**Required action**: When you reach the line containing "use super::onset::OnsetEnvelope;" in the entries below, begin reproducing lines exactly, and stop once the line containing "at a fixed tempo" is done.

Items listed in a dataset
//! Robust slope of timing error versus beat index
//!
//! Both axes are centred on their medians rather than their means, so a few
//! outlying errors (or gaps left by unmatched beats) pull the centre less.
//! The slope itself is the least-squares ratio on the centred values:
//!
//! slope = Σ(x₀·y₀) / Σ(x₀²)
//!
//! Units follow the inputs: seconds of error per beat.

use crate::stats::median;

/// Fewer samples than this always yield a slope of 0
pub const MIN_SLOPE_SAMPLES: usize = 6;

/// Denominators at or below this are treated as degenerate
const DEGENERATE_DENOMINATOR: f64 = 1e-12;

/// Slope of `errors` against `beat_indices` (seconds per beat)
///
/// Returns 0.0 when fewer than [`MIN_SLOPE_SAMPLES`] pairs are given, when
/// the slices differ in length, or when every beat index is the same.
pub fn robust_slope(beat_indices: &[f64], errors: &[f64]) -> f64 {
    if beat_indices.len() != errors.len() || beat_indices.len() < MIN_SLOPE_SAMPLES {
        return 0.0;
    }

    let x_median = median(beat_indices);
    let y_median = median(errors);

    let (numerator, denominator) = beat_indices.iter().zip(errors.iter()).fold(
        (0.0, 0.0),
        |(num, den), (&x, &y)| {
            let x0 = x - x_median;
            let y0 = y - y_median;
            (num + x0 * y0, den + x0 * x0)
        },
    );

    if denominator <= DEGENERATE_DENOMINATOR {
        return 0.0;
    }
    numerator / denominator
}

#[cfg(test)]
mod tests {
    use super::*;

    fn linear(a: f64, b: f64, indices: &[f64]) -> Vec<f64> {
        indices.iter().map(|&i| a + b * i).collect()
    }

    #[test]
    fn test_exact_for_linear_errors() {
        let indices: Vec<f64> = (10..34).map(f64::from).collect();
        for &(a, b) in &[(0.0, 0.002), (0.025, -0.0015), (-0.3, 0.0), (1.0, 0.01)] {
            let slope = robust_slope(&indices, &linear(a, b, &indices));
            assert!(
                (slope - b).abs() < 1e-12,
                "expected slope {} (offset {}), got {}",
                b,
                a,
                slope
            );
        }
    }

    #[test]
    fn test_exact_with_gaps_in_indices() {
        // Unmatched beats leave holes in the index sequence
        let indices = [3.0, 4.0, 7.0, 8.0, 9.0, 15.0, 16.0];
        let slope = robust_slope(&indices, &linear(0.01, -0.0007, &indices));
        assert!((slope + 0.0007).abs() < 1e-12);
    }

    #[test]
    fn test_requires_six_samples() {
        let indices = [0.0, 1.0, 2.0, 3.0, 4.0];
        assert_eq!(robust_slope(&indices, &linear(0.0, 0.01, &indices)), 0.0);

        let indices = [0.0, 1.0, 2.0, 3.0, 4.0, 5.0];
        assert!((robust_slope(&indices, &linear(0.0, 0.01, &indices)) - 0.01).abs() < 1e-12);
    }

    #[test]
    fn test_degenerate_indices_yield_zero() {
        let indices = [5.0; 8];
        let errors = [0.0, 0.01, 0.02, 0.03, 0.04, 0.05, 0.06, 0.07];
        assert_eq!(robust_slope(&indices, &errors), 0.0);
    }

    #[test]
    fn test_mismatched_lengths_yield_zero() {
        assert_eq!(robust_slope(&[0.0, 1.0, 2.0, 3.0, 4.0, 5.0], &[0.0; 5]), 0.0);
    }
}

...

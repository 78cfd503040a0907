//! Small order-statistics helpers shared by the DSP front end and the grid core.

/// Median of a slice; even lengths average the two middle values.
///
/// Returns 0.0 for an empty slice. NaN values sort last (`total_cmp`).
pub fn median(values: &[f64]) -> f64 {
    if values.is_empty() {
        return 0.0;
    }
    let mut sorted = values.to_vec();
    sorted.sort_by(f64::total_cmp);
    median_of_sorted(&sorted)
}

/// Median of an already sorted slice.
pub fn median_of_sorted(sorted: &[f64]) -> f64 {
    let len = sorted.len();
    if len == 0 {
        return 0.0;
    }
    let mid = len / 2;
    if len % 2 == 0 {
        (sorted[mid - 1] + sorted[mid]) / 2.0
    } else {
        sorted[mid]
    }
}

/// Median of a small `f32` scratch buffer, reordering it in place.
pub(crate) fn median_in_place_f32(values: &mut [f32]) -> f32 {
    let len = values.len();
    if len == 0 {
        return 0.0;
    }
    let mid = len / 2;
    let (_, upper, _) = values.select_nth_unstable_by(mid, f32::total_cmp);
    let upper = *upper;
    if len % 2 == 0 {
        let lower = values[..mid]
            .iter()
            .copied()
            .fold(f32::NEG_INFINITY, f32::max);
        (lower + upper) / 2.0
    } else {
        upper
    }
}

...

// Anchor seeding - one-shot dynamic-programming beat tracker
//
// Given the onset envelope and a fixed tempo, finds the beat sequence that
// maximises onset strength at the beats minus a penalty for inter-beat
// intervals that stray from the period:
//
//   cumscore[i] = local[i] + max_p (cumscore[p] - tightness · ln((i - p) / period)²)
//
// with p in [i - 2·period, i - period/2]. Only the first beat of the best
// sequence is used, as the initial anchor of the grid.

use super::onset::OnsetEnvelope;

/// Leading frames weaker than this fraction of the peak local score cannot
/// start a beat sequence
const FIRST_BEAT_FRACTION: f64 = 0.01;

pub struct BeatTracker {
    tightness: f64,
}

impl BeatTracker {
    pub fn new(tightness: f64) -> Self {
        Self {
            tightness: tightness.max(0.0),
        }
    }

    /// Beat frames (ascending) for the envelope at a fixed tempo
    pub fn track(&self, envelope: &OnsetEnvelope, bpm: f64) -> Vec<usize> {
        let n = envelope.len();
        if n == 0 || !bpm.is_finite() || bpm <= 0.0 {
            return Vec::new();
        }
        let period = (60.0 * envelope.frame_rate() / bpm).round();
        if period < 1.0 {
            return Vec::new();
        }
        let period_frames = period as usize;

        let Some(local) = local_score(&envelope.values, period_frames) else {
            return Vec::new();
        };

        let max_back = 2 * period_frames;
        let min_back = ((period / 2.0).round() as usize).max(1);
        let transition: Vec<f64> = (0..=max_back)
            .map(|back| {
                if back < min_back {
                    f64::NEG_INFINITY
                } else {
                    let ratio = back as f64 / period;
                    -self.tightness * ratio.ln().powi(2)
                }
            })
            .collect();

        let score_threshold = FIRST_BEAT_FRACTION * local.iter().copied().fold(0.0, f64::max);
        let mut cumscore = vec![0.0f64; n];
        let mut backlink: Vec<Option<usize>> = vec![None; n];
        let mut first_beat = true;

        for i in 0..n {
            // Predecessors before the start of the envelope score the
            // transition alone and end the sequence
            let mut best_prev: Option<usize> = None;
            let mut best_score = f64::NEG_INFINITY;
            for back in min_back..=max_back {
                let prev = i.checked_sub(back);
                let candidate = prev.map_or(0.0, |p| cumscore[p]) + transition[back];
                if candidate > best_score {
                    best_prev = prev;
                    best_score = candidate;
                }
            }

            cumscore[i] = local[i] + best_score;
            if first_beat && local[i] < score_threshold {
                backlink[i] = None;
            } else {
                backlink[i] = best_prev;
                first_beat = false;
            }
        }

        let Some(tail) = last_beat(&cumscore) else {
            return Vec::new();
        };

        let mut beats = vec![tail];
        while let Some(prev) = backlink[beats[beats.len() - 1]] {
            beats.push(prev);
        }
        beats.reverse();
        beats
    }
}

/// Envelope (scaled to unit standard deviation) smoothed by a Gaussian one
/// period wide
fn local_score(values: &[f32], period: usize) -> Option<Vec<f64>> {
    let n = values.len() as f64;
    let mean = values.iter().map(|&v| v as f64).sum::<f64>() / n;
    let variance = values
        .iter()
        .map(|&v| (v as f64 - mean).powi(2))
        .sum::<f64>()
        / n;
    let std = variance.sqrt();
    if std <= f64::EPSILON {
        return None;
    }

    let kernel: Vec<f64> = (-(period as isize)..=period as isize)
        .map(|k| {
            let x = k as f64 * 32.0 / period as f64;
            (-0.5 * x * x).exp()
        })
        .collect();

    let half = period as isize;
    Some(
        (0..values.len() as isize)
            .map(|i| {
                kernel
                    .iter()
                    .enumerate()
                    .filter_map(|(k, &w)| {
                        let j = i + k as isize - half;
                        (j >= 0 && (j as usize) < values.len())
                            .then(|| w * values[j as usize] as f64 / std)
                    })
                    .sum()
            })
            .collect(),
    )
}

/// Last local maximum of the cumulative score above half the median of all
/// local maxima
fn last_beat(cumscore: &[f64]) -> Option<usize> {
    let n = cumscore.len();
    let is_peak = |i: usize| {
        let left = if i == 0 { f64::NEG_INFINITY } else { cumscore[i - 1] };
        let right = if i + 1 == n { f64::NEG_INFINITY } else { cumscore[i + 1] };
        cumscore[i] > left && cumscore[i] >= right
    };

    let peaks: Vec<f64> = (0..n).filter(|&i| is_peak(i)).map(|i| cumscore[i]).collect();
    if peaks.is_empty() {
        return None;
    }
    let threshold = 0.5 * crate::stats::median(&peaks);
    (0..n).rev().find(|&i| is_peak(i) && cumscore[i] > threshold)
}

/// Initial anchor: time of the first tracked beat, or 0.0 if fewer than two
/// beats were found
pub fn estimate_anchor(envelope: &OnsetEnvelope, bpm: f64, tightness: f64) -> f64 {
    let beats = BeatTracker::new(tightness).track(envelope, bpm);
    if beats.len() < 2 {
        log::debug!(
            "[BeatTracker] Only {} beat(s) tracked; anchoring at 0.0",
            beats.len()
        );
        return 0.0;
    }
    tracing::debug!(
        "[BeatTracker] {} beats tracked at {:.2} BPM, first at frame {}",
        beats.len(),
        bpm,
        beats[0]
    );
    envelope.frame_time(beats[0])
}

**Response below**:
use super::onset::OnsetEnvelope;

/// Leading frames weaker than this fraction of the peak local score cannot
/// start a beat sequence
const FIRST_BEAT_FRACTION: f64 = 0.01;

pub struct BeatTracker {
    tightness: f64,
}

impl BeatTracker {
    pub fn new(tightness: f64) -> Self {
        Self {
            tightness: tightness.max(0.0),
        }
    }

    /// Beat frames (ascending) for the envelope at a fixed tempo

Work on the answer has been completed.